ES: The first month it got hard was when were in Munich, playing right down by the Bonhoff, these were real dives where they had girls sitting at the tables enticing the guys, and we realized that in those places we were nothing more than an enticement to bring crowds in so they could get fleeced by the women. Nobody really cared about the music. We had a lot of friends who also lived in the underbelly of society and they'd come to see us, but these were brutal, long, hard hours where you're standing up playing and knowing that nothing you're doing is important. Same thing in Stuttgart too. Stuttgart is a line of clubs, one after another - Casey Jones and the Governors played next door.


PT: The bands were all playing basically the same material?
ES: Yeah, all the same stuff. It depended on who could "do show" most, so Dave insisted we learn dance steps, you know, swing your guitar right, swing your guitar left, all Dave's shtick. In Stuttgart you'd play for six hours and the competition was so stiff that on week nights you'd wonder why you were there playing for twenty people. Managers would run from their club into the one next door and if they were "doing show" he'd run in and say, "it's time to make show, now!," so we'd have to do our show to bring people in. It was like a circus act. Constant pressure. To relieve the boredom on those long nights we would play one song after another without a break in between, for some reason that made the night seem to go faster. Some bands would play one song and then tune up, stand around, talk to each other and we recognized right away this was a way to compete with other bands, keep it constant, no dead air time. If we went up for 45 minutes the music didn't stop, the last note of one song and then the count off of the next one.


PT: So at Torquay rehearsals you began to mess around with your sound a little bit and one afternoon you guys had, musically, a moment that you described to be like "discovering fire."
ES: Yeah, well were a little bit disenchanted, bitching and moaning, the club was empty and locked up and Gary went to take a leak and he forgot to turn down the volume on his guitar and turned it against his amp and there was a little bit of a sympathetic vibration that just started roaring by the time he got halfway across the room.

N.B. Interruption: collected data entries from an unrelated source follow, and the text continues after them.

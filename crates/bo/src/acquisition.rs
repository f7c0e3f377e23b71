//! Acquisition functions: utilities over the search space whose maximizer is the
//! next point to query.
//!
//! Acquisition functions are built from the current posteriors and datasets by an
//! [`AcquisitionFunctionBuilder`]. As the black-box objective is minimized, larger
//! utility values point to more promising candidates.
use crate::errors::{BoError, Result};
use crate::evaluator::{Datasets, Posteriors, OBJECTIVE};
use gpbox_gp::{norm_cdf, norm_pdf, Dataset, Key, Posterior, Predictor, SampleFunction};
use log::debug;
use ndarray::{Array1, ArrayView2, Zip};
use ndarray_stats::QuantileExt;
use serde::{Deserialize, Serialize};
use std::fmt;

/// A utility function over the search space, larger is better
pub trait AcquisitionFunction: Send + Sync {
    /// Utility values at the points of `x` (n, d)
    fn evaluate(&self, x: &ArrayView2<f64>) -> Result<Array1<f64>>;
}

/// A strategy building acquisition functions from posteriors and datasets.
///
/// Builders are configuration only: building never mutates the given posteriors or
/// datasets and two builds with the same inputs and key give the same function.
pub trait AcquisitionFunctionBuilder: Send + Sync {
    /// Name of the strategy
    fn name(&self) -> &'static str;

    /// Acquisition function given current posteriors and datasets indexed by tag
    fn build(
        &self,
        posteriors: &Posteriors,
        datasets: &Datasets,
        key: Key,
    ) -> Result<Box<dyn AcquisitionFunction>>;
}

impl fmt::Debug for dyn AcquisitionFunctionBuilder {
    fn fmt(&self, f: &mut fmt::Formatter) -> fmt::Result {
        write!(f, "{}", self.name())
    }
}

/// Checks that the objective posterior and dataset are available
pub fn check_objective_present<'a>(
    posteriors: &'a Posteriors,
    datasets: &'a Datasets,
) -> Result<(&'a Posterior, &'a Dataset)> {
    let posterior = posteriors.get(OBJECTIVE).ok_or_else(|| {
        BoError::InvalidValueError(format!("{OBJECTIVE} posterior not found"))
    })?;
    let dataset = datasets
        .get(OBJECTIVE)
        .ok_or_else(|| BoError::InvalidValueError(format!("{OBJECTIVE} dataset not found")))?;
    Ok((posterior, dataset))
}

/// Thompson sampling: maximize the opposite of one approximate posterior sample path
/// of the objective.
#[derive(Clone, Copy, Debug, PartialEq, Eq, Serialize, Deserialize)]
pub struct ThompsonSampling {
    num_features: usize,
}

impl ThompsonSampling {
    /// Thompson sampling with sample paths drawn using `num_features` random Fourier features.
    ///
    /// Fails with [`BoError::InvalidValueError`] when `num_features` is zero.
    pub fn new(num_features: usize) -> Result<Self> {
        if num_features == 0 {
            return Err(BoError::InvalidValueError(
                "number of features should be positive".to_string(),
            ));
        }
        Ok(ThompsonSampling { num_features })
    }

    /// Number of random Fourier features of the sample paths
    pub fn num_features(&self) -> usize {
        self.num_features
    }
}

/// Opposite of a single sample path
struct NegatedSamplePath(SampleFunction);

impl AcquisitionFunction for NegatedSamplePath {
    fn evaluate(&self, x: &ArrayView2<f64>) -> Result<Array1<f64>> {
        let values = self.0.evaluate(x)?;
        Ok(values.column(0).mapv(|v| -v))
    }
}

impl AcquisitionFunctionBuilder for ThompsonSampling {
    fn name(&self) -> &'static str {
        "ThompsonSampling"
    }

    fn build(
        &self,
        posteriors: &Posteriors,
        datasets: &Datasets,
        key: Key,
    ) -> Result<Box<dyn AcquisitionFunction>> {
        let (posterior, dataset) = check_objective_present(posteriors, datasets)?;
        if !posterior.is_conjugate() {
            return Err(BoError::InvalidValueError(
                "Thompson sampling requires a conjugate objective posterior".to_string(),
            ));
        }
        let path = posterior.sample_approx(1, dataset, key, self.num_features)?;
        debug!(
            "Thompson sample path drawn with {} features",
            self.num_features
        );
        Ok(Box::new(NegatedSamplePath(path)))
    }
}

/// Closed form improvement based utility over the objective posterior predictive
#[derive(Clone, Copy, Debug, PartialEq, Eq)]
enum ImprovementKind {
    Expected,
    Probability,
}

/// Holds the objective posterior conditioned once on the observations
struct Improvement {
    kind: ImprovementKind,
    predictor: Predictor,
    fmin: f64,
    xi: f64,
}

impl AcquisitionFunction for Improvement {
    fn evaluate(&self, x: &ArrayView2<f64>) -> Result<Array1<f64>> {
        let (mean, variance) = self.predictor.predict_valvar(x)?;
        let mut values = Array1::zeros(x.nrows());
        Zip::from(&mut values)
            .and(&mean)
            .and(&variance)
            .for_each(|value, &pred, &var| {
                let sigma = var.max(0.).sqrt();
                *value = if sigma < f64::EPSILON {
                    0.
                } else {
                    let improvement = self.fmin - pred - self.xi;
                    let u = improvement / sigma;
                    match self.kind {
                        ImprovementKind::Expected => {
                            (improvement * norm_cdf(u) + sigma * norm_pdf(u)).max(0.)
                        }
                        ImprovementKind::Probability => norm_cdf(u),
                    }
                };
            });
        Ok(values)
    }
}

fn build_improvement(
    kind: ImprovementKind,
    xi: f64,
    posteriors: &Posteriors,
    datasets: &Datasets,
) -> Result<Box<dyn AcquisitionFunction>> {
    let (posterior, dataset) = check_objective_present(posteriors, datasets)?;
    let (_, fmin) = dataset.y_min().ok_or_else(|| {
        BoError::InvalidValueError(format!("{OBJECTIVE} dataset has no observation"))
    })?;
    debug!("{kind:?} improvement over fmin={fmin}");
    Ok(Box::new(Improvement {
        kind,
        predictor: posterior.predictor(dataset)?,
        fmin,
        xi,
    }))
}

fn check_xi(xi: f64) -> Result<f64> {
    if xi.is_finite() && xi >= 0. {
        Ok(xi)
    } else {
        Err(BoError::InvalidValueError(format!(
            "exploration margin should be positive, got {xi}"
        )))
    }
}

/// Expected improvement over the best observed objective value
#[derive(Clone, Copy, Debug, Default, PartialEq, Serialize, Deserialize)]
pub struct ExpectedImprovement {
    xi: f64,
}

impl ExpectedImprovement {
    /// Expected improvement with an exploration margin `xi`
    pub fn with_xi(xi: f64) -> Result<Self> {
        Ok(ExpectedImprovement { xi: check_xi(xi)? })
    }
}

impl AcquisitionFunctionBuilder for ExpectedImprovement {
    fn name(&self) -> &'static str {
        "EI"
    }

    fn build(
        &self,
        posteriors: &Posteriors,
        datasets: &Datasets,
        _key: Key,
    ) -> Result<Box<dyn AcquisitionFunction>> {
        build_improvement(ImprovementKind::Expected, self.xi, posteriors, datasets)
    }
}

/// Probability of improvement over the best observed objective value
#[derive(Clone, Copy, Debug, Default, PartialEq, Serialize, Deserialize)]
pub struct ProbabilityOfImprovement {
    xi: f64,
}

impl ProbabilityOfImprovement {
    /// Probability of improvement with an exploration margin `xi`
    pub fn with_xi(xi: f64) -> Result<Self> {
        Ok(ProbabilityOfImprovement { xi: check_xi(xi)? })
    }
}

impl AcquisitionFunctionBuilder for ProbabilityOfImprovement {
    fn name(&self) -> &'static str {
        "PI"
    }

    fn build(
        &self,
        posteriors: &Posteriors,
        datasets: &Datasets,
        _key: Key,
    ) -> Result<Box<dyn AcquisitionFunction>> {
        build_improvement(ImprovementKind::Probability, self.xi, posteriors, datasets)
    }
}

/// Evaluates `acquisition` at a single point given as a slice
pub(crate) fn evaluate_at(acquisition: &dyn AcquisitionFunction, x: &[f64]) -> Result<f64> {
    let point = ArrayView2::from_shape((1, x.len()), x)
        .map_err(|err| BoError::DimensionMismatchError(err.to_string()))?;
    let values = acquisition.evaluate(&point)?;
    values
        .get(0)
        .copied()
        .ok_or_else(|| BoError::DimensionMismatchError("empty acquisition value".to_string()))
}

/// Best candidate index, the first one in case of ties, NaN values are ignored
pub(crate) fn first_argmax(values: &Array1<f64>) -> Option<usize> {
    values.argmax_skipnan().ok()
}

Roger sitting there, bored, just starts beating on his tom-toms and I started playing a bass on the beat and Gary looks at us like, "we're really getting sick," but then Larry starts doing something and Gary says "Hey!" and comes running back to the stage and jumps up and twangs his guitar and pretty soon we were all playing, just having fun with it. So when we started playing each night we'd start sticking a little bit of that intro songs, just to relieve the boredom. If no one was watching we'd do it and the amps would screech and howl and we'd laugh and giggle and go back into whatever we were playing. 'Do Wah Diddy' or whatever would just explode for a minute and the manager would say, "What's wrong with your equipment?!", and we'd act dumb, "I dunno, it just happened." And sooner or later Karl and Walther happened to see us.


PT: Your future managers, the men who would make you Monks.
ES: We didn't know who they were, but they came in one night, wearing business suits and I always watched that stuff, I was always watching for someone, maybe some guy from a record company who might pick us up or something. Karl was a heavy drinker and he got drunker than hell by the end of the night so we dismissed them. But they were back the next day and they asked us to come down and talk to them, so on break we went down. As it turned out they were advertising people, and very good ones. They had recognized something in that sound and they said, "you're playing the sound of tomorrow and you don't know it." But we thought ahh, we're musicians we know what the sound of tomorrow is and we're doing it right now, 'cause for musicians there is no tomorrow, you just play what you're playing right then.


PT: What did they offer you?
ES: Basically just that if we worked on the music, they would get us some record contracts. We did it because we didn't have any other choice, and so we started practicing with them every afternoon and they just kept encouraging more of it till we finally began to feel comfortable.


PT: When did you become the Monks?
ES: Karl and Walther got us an audition at Polydor and we did our demo tape which was more minimalist, more pure in the concept actually than 'Black Monk Time'. They took a copy of the master tapes up to Hamburg and talked to Jimmy Bowien, and at that time we still hadn't played Hamburg, that was strictly English territory. So Polydor saw we had a team and Karl and Walther would show them these drawings of what we would look like, from the rope ties, to the monk haircuts, they were done up by this guy Gunther who was a graphic illustrator. We worked on the music and the concept for about six months before we changed, and when we finally had the idea that yes, this will work, Polydor said they'd take us if we worked up in Hamburg, 'cause that was the real proving ground. So we got a job at the Top Ten Club, changed our clothing and our music and went to work. In the day we were Torquays and the next we were Monks.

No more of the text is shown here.